The first national laboratories in the UK were established in 1922 and since then the delivery of surveillance and the organisation of the laboratories have undergone many reviews (Bradley, 2000; The Scottish Government, 2011). After the BSE and FMD crises, the whole UK surveillance strategy was reconsidered in 2003 (Department for Environment Food and Rural Affairs, 2003). As a consequence, both the delivery of surveillance in England and Wales and Scotland were reviewed in 2012 and 2011 respectively (The Scottish Government, 2011; Surveillance Advisory Group, 2012). After the recommendations made by both reports, changes to the organisation of surveillance are still being debated. The need for more cost-effective approaches to veterinary surveillance was identified in both reviews. In England and Wales the APHA funding has been reduced from £10.2 to 7.2 million between 2010 and 2015 and in 2014 the first changes were applied to the delivery of PM examinations, with the closure of eight PM facilities.

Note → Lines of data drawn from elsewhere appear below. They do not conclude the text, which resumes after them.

use std::collections::BTreeSet;

/// Direction the point light moves in for one frame.
#[derive(Debug, Clone, Copy, PartialEq, Eq)]
pub enum LightMove {
    Forward,
    Backward,
    Left,
    Right,
    Up,
    Down,
}

/// Light bindings in priority order. When several bound keys are held only
/// the first one listed here acts.
pub const LIGHT_BINDINGS: [(char, LightMove); 6] = [
    ('w', LightMove::Forward),
    ('s', LightMove::Backward),
    ('a', LightMove::Left),
    ('d', LightMove::Right),
    ('q', LightMove::Up),
    ('e', LightMove::Down),
];

impl LightMove {
    /// The single light move for a set of held keys, if any.
    pub fn from_held(keys: &BTreeSet<char>) -> Option<Self> {
        LIGHT_BINDINGS
            .iter()
            .find(|(key, _)| keys.contains(key))
            .map(|(_, action)| *action)
    }
}

/// One fixed camera step along the view direction.
#[derive(Debug, Clone, Copy, PartialEq, Eq)]
pub enum CameraDolly {
    Forward,
    Backward,
}

impl CameraDolly {
    /// Only the sign of the wheel delta matters.
    pub fn from_wheel(delta: f32) -> Option<Self> {
        if delta > 0.0 {
            Some(Self::Forward)
        } else if delta < 0.0 {
            Some(Self::Backward)
        } else {
            None
        }
    }
}

#[cfg(test)]
mod tests {
    use super::*;

    fn held(keys: &str) -> BTreeSet<char> {
        keys.chars().collect()
    }

    #[test]
    fn each_binding_maps_alone() {
        for (key, action) in LIGHT_BINDINGS {
            assert_eq!(LightMove::from_held(&held(&key.to_string())), Some(action));
        }
    }

    #[test]
    fn priority_picks_exactly_one() {
        assert_eq!(LightMove::from_held(&held("wsadqe")), Some(LightMove::Forward));
        assert_eq!(LightMove::from_held(&held("ds")), Some(LightMove::Backward));
        assert_eq!(LightMove::from_held(&held("eqd")), Some(LightMove::Right));
        assert_eq!(LightMove::from_held(&held("eq")), Some(LightMove::Up));
    }

    #[test]
    fn unbound_keys_do_nothing() {
        assert_eq!(LightMove::from_held(&held("xyz")), None);
        assert_eq!(LightMove::from_held(&BTreeSet::new()), None);
    }

    #[test]
    fn wheel_sign_only() {
        assert_eq!(CameraDolly::from_wheel(0.1), Some(CameraDolly::Forward));
        assert_eq!(CameraDolly::from_wheel(12.0), Some(CameraDolly::Forward));
        assert_eq!(CameraDolly::from_wheel(-3.0), Some(CameraDolly::Backward));
        assert_eq!(CameraDolly::from_wheel(0.0), None);
    }
}
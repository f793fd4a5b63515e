//! Viewer input: event accumulation, per-frame snapshots, action mapping.
//!
//! # Invariants
//! - The main loop reads input only through one [`FrameInput`] per frame.
//! - At most one light move applies per frame (see [`LIGHT_BINDINGS`]).

pub mod action;
pub mod frame;

pub use action::{CameraDolly, LIGHT_BINDINGS, LightMove};
pub use frame::{FrameInput, Input};
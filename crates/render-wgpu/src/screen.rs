use std::sync::Arc;
use winit::window::Window;

/// Errors from creating or driving the presentation surface.
#[derive(Debug, thiserror::Error)]
pub enum ScreenError {
    #[error("failed to create surface: {0}")]
    CreateSurface(#[from] wgpu::CreateSurfaceError),
    #[error("no compatible graphics adapter found")]
    NoAdapter,
    #[error("failed to create device: {0}")]
    RequestDevice(#[from] wgpu::RequestDeviceError),
    #[error("surface reports no supported formats")]
    NoSurfaceFormat,
    #[error("surface error: {0}")]
    Surface(#[from] wgpu::SurfaceError),
}

/// Window-backed presentation target: surface, device and queue.
///
/// Built once by the application and handed to whatever needs the GPU.
pub struct Screen {
    window: Arc<Window>,
    surface: wgpu::Surface<'static>,
    device: wgpu::Device,
    queue: wgpu::Queue,
    config: wgpu::SurfaceConfiguration,
}

/// A frame acquired from the surface. Hand it back to [`Screen::present`].
pub struct ScreenFrame {
    texture: wgpu::SurfaceTexture,
    pub view: wgpu::TextureView,
}

impl Screen {
    pub fn new(window: Arc<Window>) -> Result<Self, ScreenError> {
        let instance = wgpu::Instance::new(&wgpu::InstanceDescriptor {
            backends: wgpu::Backends::all(),
            ..Default::default()
        });

        let surface = instance.create_surface(window.clone())?;

        let adapter = pollster::block_on(instance.request_adapter(&wgpu::RequestAdapterOptions {
            power_preference: wgpu::PowerPreference::HighPerformance,
            compatible_surface: Some(&surface),
            force_fallback_adapter: false,
        }))
        .ok_or(ScreenError::NoAdapter)?;

        let (device, queue) = pollster::block_on(adapter.request_device(
            &wgpu::DeviceDescriptor {
                label: Some("sceneview_device"),
                required_features: wgpu::Features::empty(),
                required_limits: wgpu::Limits::default(),
                memory_hints: Default::default(),
            },
            None,
        ))?;

        let size = window.inner_size();
        let (width, height) = surface_extent(size.width, size.height);
        let surface_caps = surface.get_capabilities(&adapter);
        let surface_format = surface_caps
            .formats
            .iter()
            .find(|f| f.is_srgb())
            .or_else(|| surface_caps.formats.first())
            .copied()
            .ok_or(ScreenError::NoSurfaceFormat)?;

        let config = wgpu::SurfaceConfiguration {
            usage: wgpu::TextureUsages::RENDER_ATTACHMENT,
            format: surface_format,
            width,
            height,
            present_mode: wgpu::PresentMode::AutoVsync,
            alpha_mode: surface_caps
                .alpha_modes
                .first()
                .copied()
                .unwrap_or(wgpu::CompositeAlphaMode::Auto),
            view_formats: vec![],
            desired_maximum_frame_latency: 2,
        };
        surface.configure(&device, &config);

        tracing::info!(
            "screen initialized: {}x{} {:?} on {} backend",
            config.width,
            config.height,
            surface_format,
            adapter.get_info().backend.to_str()
        );

        Ok(Self {
            window,
            surface,
            device,
            queue,
            config,
        })
    }

    pub fn window(&self) -> &Arc<Window> {
        &self.window
    }

    pub fn device(&self) -> &wgpu::Device {
        &self.device
    }

    pub fn queue(&self) -> &wgpu::Queue {
        &self.queue
    }

    pub fn format(&self) -> wgpu::TextureFormat {
        self.config.format
    }

    /// Current surface size in physical pixels.
    pub fn size(&self) -> (u32, u32) {
        (self.config.width, self.config.height)
    }

    /// Reconfigure the surface for a new window size. Returns the size actually
    /// configured, which the depth buffer must match.
    pub fn resize(&mut self, width: u32, height: u32) -> (u32, u32) {
        let (width, height) = surface_extent(width, height);
        if (width, height) != (self.config.width, self.config.height) {
            self.config.width = width;
            self.config.height = height;
            self.surface.configure(&self.device, &self.config);
            tracing::debug!("surface resized to {width}x{height}");
        }
        (width, height)
    }

    /// Acquire the next frame. `Ok(None)` means skip this frame: the surface
    /// was lost or outdated and has been reconfigured, or acquisition timed out.
    pub fn begin_frame(&mut self) -> Result<Option<ScreenFrame>, ScreenError> {
        let texture = match self.surface.get_current_texture() {
            Ok(t) => t,
            Err(wgpu::SurfaceError::Lost | wgpu::SurfaceError::Outdated) => {
                self.surface.configure(&self.device, &self.config);
                return Ok(None);
            }
            Err(wgpu::SurfaceError::OutOfMemory) => {
                return Err(ScreenError::Surface(wgpu::SurfaceError::OutOfMemory));
            }
            Err(e) => {
                tracing::warn!("skipping frame: {e}");
                return Ok(None);
            }
        };
        let view = texture
            .texture
            .create_view(&wgpu::TextureViewDescriptor::default());
        Ok(Some(ScreenFrame { texture, view }))
    }

    /// Present a finished frame and schedule the next redraw.
    pub fn present(&self, frame: ScreenFrame) {
        self.window.pre_present_notify();
        frame.texture.present();
        self.window.request_redraw();
    }
}

/// Surface dimensions for a window size. wgpu rejects zero-sized surfaces,
/// which minimized windows report.
pub fn surface_extent(width: u32, height: u32) -> (u32, u32) {
    (width.max(1), height.max(1))
}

The provision of PM examinations was then supplemented by the RVC, the University of Bristol, the University of Surrey and the SRUC in North East England (Animal Health and Veterinary Laboratories Agency, 2013). A triage of samples has been added to the submission process and only those samples with potential use as surveillance material receive subsidised testing (University of Surrey, 2015) and a carcass collection service was introduced for those farms located more than one hour away from the PM examination facilities (Animal and Plant Health Agency, 2014a). In Scotland, an outcome of the 2011 review in Scotland was the creation of a ‘Strategic Management Board’ which was established in 2012 and is responsible for advising the
Scottish Government in the field of animal health surveillance. The review also recommended the closure of SRUC DSC, the centralisation of the laboratory services into one facility and the incorporation of existing animal health data streams to the current surveillance system (e.g. abattoir and CTS data) (The Scottish Government, 2011). The closure of the Inverness and Ayr DSC was discussed. A consultation process took place in which it was suggested that the Ayr DSC services could have been transferred to the School of Veterinary Medicine of the University of Glasgow. However, after the consultation with farmers, veterinarians and stakeholders it was decided to maintain both centres with some reorganisation.
The Scottish Centre for Production Animal Health and Food Safety (SCPAHFS) of the School of Veterinary Medicine of the University of Glasgow receives uneconomic cases donated by farmers and veterinarians in Scotland and Northern England. Animals receive full diagnostic work ups, including gross PM examinations and therefore represent an important source of animal health data. This data stream could potentially contribute to the existing surveillance system in Scotland and one of the aims of this thesis is to assess this possibility.